New Zealand aviator and military leader (1914–1997)

Air Vice-Marshal Ian Gordon Morrison, (16 March 1914 - 5 September 1997) was a New Zealand aviator and military leader who served with the Royal New Zealand Air Force (RNZAF) during the Second World War. He later served as the Chief of Air Staff (CAS) of the RNZAF.

Born in Hanmer Springs, Morrison briefly served in the Royal Air Force before transferring to the RNZAF in 1939. During the early stages of the Second World War, he was a bomber pilot with No. 75 Squadron, which was formed mostly with New Zealand personnel and operated Vickers Wellingtons. He returned to New Zealand in 1940 for instructing duties and then was a staff officer with the RNZAF's No. 1 Islands Group, based in Vanuatu. He later commanded No. 3 Squadron during the Solomons campaign. After the war, he held a series of staff posts before becoming CAS in 1962. In this capacity he replaced much of the RNZAF's dated equipment and sought to improve its strike capacity. Appointed a Companion of the Order of the Bath in 1965, he retired the following year. He died in 1997, aged 83.

==Early life==
Ian Gordon Morrison was born in Hanmer Springs, in the South Island of New Zealand on 16 March 1914, the only son of W. G. Morrison and his wife. The town was the site of the Queen Mary Hospital which, during the First World War, was a facility for the treatment of wounded soldiers. Seeing these wounded war veterans in his childhood, Morrison resolved to never join the army. Instead, he desired a career in the Royal Air Force (RAF). After completing his schooling, he worked in the forestry industry to earn the money for the trip to England. During this time he learnt to fly, gaining his pilot's licence at the Canterbury Aero Club.

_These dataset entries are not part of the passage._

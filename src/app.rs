// App state and main event loop.
// Owns the screen the router renders into and maps keys to navigation.

use std::io;
use std::sync::{Arc, Mutex, MutexGuard};
use std::time::Duration;

use chrono::{DateTime, TimeDelta, Utc};
use crossterm::event::{self, Event, KeyCode, KeyEvent, KeyEventKind};
use ratatui::{prelude::*, widgets::ListState};
use tracing::{debug, info};

use crate::clock::Clock;
use crate::state::{Controls, Link, Location, Notice, Renderer, Router, View};
use crate::ui;

/// Notices kept for the status bar.
const MAX_NOTICES: usize = 50;

/// What the router last rendered.
#[derive(Debug, Clone)]
pub struct ScreenState {
    pub view: View,
    pub controls: Option<Controls>,
    pub notices: Vec<Notice>,
    /// When content other than the loading indicator was last shown.
    pub rendered_at: DateTime<Utc>,
    /// Bumped on every content change.
    pub generation: u64,
}

/// The terminal-side renderer. Router tasks write, the draw loop reads.
pub struct Screen {
    state: Mutex<ScreenState>,
    clock: Arc<dyn Clock>,
}

impl Screen {
    pub fn new(clock: Arc<dyn Clock>) -> Self {
        Self {
            state: Mutex::new(ScreenState {
                view: View::Loading,
                controls: None,
                notices: Vec::new(),
                rendered_at: clock.now(),
                generation: 0,
            }),
            clock,
        }
    }

    fn lock(&self) -> MutexGuard<'_, ScreenState> {
        self.state
            .lock()
            .unwrap_or_else(|poisoned| poisoned.into_inner())
    }

    pub fn snapshot(&self) -> ScreenState {
        self.lock().clone()
    }
}

impl Renderer for Screen {
    fn set_content(&self, view: View) {
        let now = self.clock.now();
        let mut state = self.lock();
        if view != View::Loading {
            state.rendered_at = now;
        }
        state.view = view;
        state.generation += 1;
    }

    fn reset_controls(&self, controls: Option<Controls>) {
        self.lock().controls = controls;
    }

    fn notify(&self, notice: Notice) {
        let mut state = self.lock();
        state.notices.push(notice);
        if state.notices.len() > MAX_NOTICES {
            let excess = state.notices.len() - MAX_NOTICES;
            state.notices.drain(..excess);
        }
    }
}

/// Main application state.
pub struct App {
    router: Arc<Router>,
    screen: Arc<Screen>,
    clock: Arc<dyn Clock>,
    ttl: TimeDelta,
    auto_refresh: bool,
    /// Selection within the current view's links.
    pub list_state: ListState,
    seen_generation: u64,
    /// Vertical scroll of the item view.
    pub scroll: u16,
    pub show_help: bool,
    /// Text typed into the location prompt, while it is open.
    pub location_input: Option<String>,
    pub should_quit: bool,
}

impl App {
    pub fn new(
        router: Arc<Router>,
        screen: Arc<Screen>,
        clock: Arc<dyn Clock>,
        ttl: TimeDelta,
        auto_refresh: bool,
    ) -> Self {
        Self {
            router,
            screen,
            clock,
            ttl,
            auto_refresh,
            list_state: ListState::default(),
            seen_generation: 0,
            scroll: 0,
            show_help: false,
            location_input: None,
            should_quit: false,
        }
    }

    pub fn screen(&self) -> ScreenState {
        self.screen.snapshot()
    }

    pub fn location(&self) -> Location {
        self.router.current()
    }

    pub fn now(&self) -> i64 {
        self.clock.timestamp()
    }

    /// Main event loop.
    pub fn run(&mut self, terminal: &mut Terminal<impl Backend>) -> io::Result<()> {
        while !self.should_quit {
            let screen = self.screen();
            self.sync_selection(&screen);
            terminal.draw(|frame| ui::draw(frame, self, &screen))?;
            self.handle_events()?;
        }
        Ok(())
    }

    /// Handle keyboard and other events.
    #[allow(clippy::collapsible_if)]
    fn handle_events(&mut self) -> io::Result<()> {
        if event::poll(Duration::from_millis(100))? {
            if let Event::Key(key) = event::read()? {
                if key.kind == KeyEventKind::Press {
                    self.handle_key(key);
                }
            }
        }
        Ok(())
    }

    /// New content resets the selection to the first link and the scroll to the top.
    fn sync_selection(&mut self, screen: &ScreenState) {
        if screen.generation == self.seen_generation {
            return;
        }
        self.seen_generation = screen.generation;
        let first = if screen.view.links().is_empty() {
            None
        } else {
            Some(0)
        };
        self.list_state.select(first);
        self.scroll = 0;
    }

    pub fn handle_key(&mut self, key: KeyEvent) {
        if self.location_input.is_some() {
            self.handle_prompt_key(key);
            return;
        }

        if self.show_help {
            match key.code {
                KeyCode::Esc | KeyCode::Char('?') => self.show_help = false,
                KeyCode::Char('q') => self.should_quit = true,
                _ => {}
            }
            return;
        }

        if self.reload_if_stale() {
            return;
        }

        let screen = self.screen();
        match key.code {
            KeyCode::Char('q') => self.should_quit = true,
            KeyCode::Char('?') => self.show_help = true,
            KeyCode::Esc | KeyCode::Backspace | KeyCode::Left | KeyCode::Char('h') => self.back(),
            KeyCode::Down | KeyCode::Char('j') => self.select_next(&screen),
            KeyCode::Up | KeyCode::Char('k') => self.select_prev(&screen),
            KeyCode::PageDown => self.scroll = self.scroll.saturating_add(10),
            KeyCode::PageUp => self.scroll = self.scroll.saturating_sub(10),
            KeyCode::Enter | KeyCode::Right | KeyCode::Char('l') => {
                if let Some(link) = self.selected_link(&screen) {
                    self.navigate(Location::parse(&link.location));
                }
            }
            KeyCode::Char('r') => self.reload(),
            KeyCode::Char('m') => {
                if screen.controls.as_ref().is_some_and(|c| c.read_button) {
                    self.mark_all_as_read();
                }
            }
            KeyCode::Char('o') => {
                if let Some(url) = screen.controls.and_then(|c| c.open_button) {
                    self.screen.notify(Notice::info(format!("Open: {url}")));
                }
            }
            KeyCode::Char('g') => self.location_input = Some(self.location().to_string()),
            _ => {}
        }
    }

    fn handle_prompt_key(&mut self, key: KeyEvent) {
        let Some(input) = self.location_input.as_mut() else {
            return;
        };
        match key.code {
            KeyCode::Esc => self.location_input = None,
            KeyCode::Enter => {
                let target = input.trim().to_string();
                self.location_input = None;
                if !target.is_empty() {
                    self.navigate(Location::parse(&target));
                }
            }
            KeyCode::Backspace => {
                input.pop();
            }
            KeyCode::Char(c) => input.push(c),
            _ => {}
        }
    }

    fn selected_link(&self, screen: &ScreenState) -> Option<Link> {
        let index = self.list_state.selected()?;
        screen.view.links().into_iter().nth(index)
    }

    fn select_next(&mut self, screen: &ScreenState) {
        let len = screen.view.links().len();
        if len == 0 {
            if matches!(screen.view, View::Item(_)) {
                self.scroll = self.scroll.saturating_add(1);
            }
            return;
        }
        let next = match self.list_state.selected() {
            Some(i) if i + 1 < len => i + 1,
            Some(i) => i, // Stay at end
            None => 0,
        };
        self.list_state.select(Some(next));
    }

    fn select_prev(&mut self, screen: &ScreenState) {
        if screen.view.links().is_empty() {
            self.scroll = self.scroll.saturating_sub(1);
            return;
        }
        let prev = self.list_state.selected().map_or(0, |i| i.saturating_sub(1));
        self.list_state.select(Some(prev));
    }

    /// A keypress after the view has outlived the TTL reloads it without the cache.
    fn reload_if_stale(&mut self) -> bool {
        if !self.auto_refresh {
            return false;
        }
        let screen = self.screen();
        if screen.view == View::Loading {
            return false;
        }
        let age = self.clock.now().signed_duration_since(screen.rendered_at);
        if age < self.ttl {
            return false;
        }
        info!(age_secs = age.num_seconds(), "view is stale, reloading");
        self.reload();
        true
    }

    fn navigate(&self, location: Location) {
        debug!(%location, "follow link");
        let router = Arc::clone(&self.router);
        tokio::spawn(async move {
            router.navigate(location).await;
        });
    }

    fn back(&self) {
        if !self.router.can_go_back() {
            return;
        }
        let router = Arc::clone(&self.router);
        tokio::spawn(async move {
            router.back().await;
        });
    }

    fn reload(&self) {
        let router = Arc::clone(&self.router);
        tokio::spawn(async move {
            router.reload().await;
        });
    }

    fn mark_all_as_read(&self) {
        let router = Arc::clone(&self.router);
        tokio::spawn(async move {
            router.mark_all_as_read().await;
        });
    }
}

#[cfg(test)]
mod tests {
    use crossterm::event::KeyModifiers;

    use super::*;
    use crate::api::Api;
    use crate::cache::FeedCache;
    use crate::clock::ManualClock;
    use crate::state::{Breadcrumbs, NoticeLevel};
    use crate::test_support::{ScriptedTransport, feed, feed_with_items, item};

    const TTL: i64 = 3600;

    fn key(code: KeyCode) -> KeyEvent {
        KeyEvent::new(code, KeyModifiers::NONE)
    }

    fn app() -> (App, Arc<Screen>, Arc<ManualClock>) {
        let clock = Arc::new(ManualClock::at_timestamp(1_700_000_000));
        let transport = ScriptedTransport::new();
        let api = Api::new(transport);
        let cache = Arc::new(FeedCache::new(api.clone(), TimeDelta::seconds(TTL), clock.clone()));
        let screen = Arc::new(Screen::new(clock.clone()));
        let router = Arc::new(Router::new(
            api,
            cache,
            screen.clone(),
            clock.clone(),
            Location::path("/feeds"),
        ));
        let app = App::new(router, screen.clone(), clock.clone(), TimeDelta::seconds(TTL), true);
        (app, screen, clock)
    }

    fn show_feeds(screen: &Screen, count: usize) {
        let feeds = (0..count).map(|i| feed(&format!("f{i}"), "Feed")).collect();
        screen.set_content(View::FeedList {
            feeds,
            status_link: false,
        });
        screen.reset_controls(Some(Controls::new().with_breadcrumbs(Breadcrumbs::Root)));
    }

    #[test]
    fn test_screen_records_renders() {
        let clock = Arc::new(ManualClock::at_timestamp(100));
        let screen = Screen::new(clock.clone());

        clock.advance(TimeDelta::seconds(5));
        screen.set_loading();
        assert_eq!(screen.snapshot().rendered_at.timestamp(), 100);

        screen.set_content(View::Error("Please login.".to_string()));
        let state = screen.snapshot();
        assert_eq!(state.generation, 2);
        assert_eq!(state.rendered_at.timestamp(), 105);

        screen.reset_controls(None);
        assert_eq!(screen.snapshot().controls, None);
    }

    #[test]
    fn test_notices_are_capped() {
        let screen = Screen::new(Arc::new(ManualClock::at_timestamp(0)));
        for i in 0..MAX_NOTICES + 5 {
            screen.notify(Notice::warn(format!("n{i}")));
        }
        let notices = screen.snapshot().notices;
        assert_eq!(notices.len(), MAX_NOTICES);
        assert_eq!(notices[0].message, "n5");
        assert_eq!(notices[0].level, NoticeLevel::Warn);
    }

    #[test]
    fn test_selection_resets_and_clamps() {
        let (mut app, screen, _) = app();
        show_feeds(&screen, 3);
        let state = screen.snapshot();
        app.sync_selection(&state);
        assert_eq!(app.list_state.selected(), Some(0));

        for _ in 0..5 {
            app.handle_key(key(KeyCode::Char('j')));
        }
        assert_eq!(app.list_state.selected(), Some(2));
        app.handle_key(key(KeyCode::Up));
        assert_eq!(app.list_state.selected(), Some(1));

        // New content starts at the top again
        show_feeds(&screen, 1);
        let state = screen.snapshot();
        app.sync_selection(&state);
        assert_eq!(app.list_state.selected(), Some(0));
    }

    #[test]
    fn test_item_view_scrolls() {
        let (mut app, screen, _) = app();
        screen.set_content(View::Item(item("f1", "i1")));
        let state = screen.snapshot();
        app.sync_selection(&state);
        assert_eq!(app.list_state.selected(), None);

        app.handle_key(key(KeyCode::Down));
        app.handle_key(key(KeyCode::PageDown));
        assert_eq!(app.scroll, 11);
        app.handle_key(key(KeyCode::PageUp));
        app.handle_key(key(KeyCode::Up));
        assert_eq!(app.scroll, 0);
    }

    #[test]
    fn test_location_prompt_editing() {
        let (mut app, screen, _) = app();
        show_feeds(&screen, 1);

        app.handle_key(key(KeyCode::Char('g')));
        assert_eq!(app.location_input.as_deref(), Some("/feeds"));

        for _ in 0.."/feeds".len() {
            app.handle_key(key(KeyCode::Backspace));
        }
        for c in "#token:abc".chars() {
            app.handle_key(key(KeyCode::Char(c)));
        }
        assert_eq!(app.location_input.as_deref(), Some("#token:abc"));
        // 'q' is text while the prompt is open
        app.handle_key(key(KeyCode::Char('q')));
        assert!(!app.should_quit);

        app.handle_key(key(KeyCode::Esc));
        assert_eq!(app.location_input, None);
    }

    #[test]
    fn test_help_overlay_swallows_keys() {
        let (mut app, screen, _) = app();
        show_feeds(&screen, 2);
        let state = screen.snapshot();
        app.sync_selection(&state);

        app.handle_key(key(KeyCode::Char('?')));
        assert!(app.show_help);
        app.handle_key(key(KeyCode::Char('j')));
        assert_eq!(app.list_state.selected(), Some(0));

        app.handle_key(key(KeyCode::Esc));
        assert!(!app.show_help);
        app.handle_key(key(KeyCode::Char('q')));
        assert!(app.should_quit);
    }

    #[test]
    fn test_open_posts_notice() {
        let (mut app, screen, _) = app();
        screen.set_content(View::Item(item("f1", "i1")));
        screen.reset_controls(Some(Controls::new().with_open_button("https://blog.test/post")));

        app.handle_key(key(KeyCode::Char('o')));

        let notices = screen.snapshot().notices;
        assert_eq!(notices.len(), 1);
        assert_eq!(notices[0].message, "Open: https://blog.test/post");
    }

    #[tokio::test]
    async fn test_stale_view_reloads_on_keypress() {
        let (mut app, screen, clock) = app();
        screen.set_content(View::Feed(feed_with_items("f1", 0, Vec::new())));
        let state = screen.snapshot();
        app.sync_selection(&state);

        assert!(!app.reload_if_stale());
        clock.advance(TimeDelta::seconds(TTL));
        assert!(app.reload_if_stale());

        // The triggering key is consumed by the reload
        app.handle_key(key(KeyCode::Char('?')));
        assert!(!app.show_help);
    }
}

When Morrison arrived in London, his application to join the RAF was declined on the grounds of a weak heart. A subsequent attempt to join the RAF was successful, and he was accepted for a short service commission in March 1936 on probation, and this was confirmed, along with his rank of pilot officer, on 6 January 1937. In July the following year he was promoted to flying officer and was posted to No. 44 Squadron, based at RAF Waddington. In September 1938 he married Dorothy at Winthorpe.

==Second World War==
In January 1939, Morrison resigned his commission in the RAF and subsequently joined the Royal New Zealand Air Force (RNZAF). Later in the year he was sent to England to join other New Zealand personnel being trained on Vickers Wellington medium bombers. The aircraft had been purchased by the New Zealand government for the RNZAF and Morrison was part of the group preparing to ferry them back to New Zealand.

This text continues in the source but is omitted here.